→ **Description of the task**: Everything from the line containing "extern crate log;" through the last line of the records must be returned verbatim, and nothing outside that range.
+ + + +
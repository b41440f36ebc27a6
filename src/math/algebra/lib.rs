/* ************************************************************************ **
** This file is part of mathkern, and is licensed under EITHER the MIT      **
** license or the Apache 2.0 license, at your option.                       **
**                                                                          **
**     http://www.apache.org/licenses/LICENSE-2.0                           **
**     http://opensource.org/licenses/MIT                                   **
** ************************************************************************ */

//! Scalar helpers and real root finding for univariate polynomials.
//!
//! Polynomials are given as coefficient slices with the **leading**
//! coefficient first, so `[1.0, -3.0, 2.0]` is `x² - 3x + 2`.
//!
//! Only real roots are ever reported.  Repeated roots are reported once per
//! multiplicity, complex roots are silently dropped.

#[macro_use]
extern crate log;

#[cfg(test)]
#[macro_use]
extern crate mathkern_assert_close;

mod scalar;
mod newton;
mod poly;
mod bairstow;

pub use crate::scalar::{signed_pow, real_root, signed_cbrt};
pub use crate::newton::{newton_secant_bisection, RootFindError};
pub use crate::poly::{
    degree, evaluate, derivative,
    roots, roots_with_rng, polish_roots,
    linear_roots, quadratic_roots, cubic_roots, quartic_roots,
    DEFAULT_QUINTIC_SEED,
};
pub use crate::bairstow::{quintic_roots, BairstowSettings, NoConvergence};

/// Default cutoff below which a coefficient or discriminant is treated as zero.
pub const DEFAULT_EPSILON: f64 = 1e-12;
+ + + +
→ **Answer for this exercise**:
extern crate log;

#[cfg(test)]
#[macro_use]
extern crate mathkern_assert_close;

mod scalar;
mod newton;
mod poly;
mod bairstow;

pub use crate::scalar::{signed_pow, real_root, signed_cbrt};
pub use crate::newton::{newton_secant_bisection, RootFindError};
pub use crate::poly::{
    degree, evaluate, derivative,
    roots, roots_with_rng, polish_roots,
    linear_roots, quadratic_roots, cubic_roots, quartic_roots,
    DEFAULT_QUINTIC_SEED,
};
pub use crate::bairstow::{quintic_roots, BairstowSettings, NoConvergence};

/// Default cutoff below which a coefficient or discriminant is treated as zero.
pub const DEFAULT_EPSILON: f64 = 1e-12;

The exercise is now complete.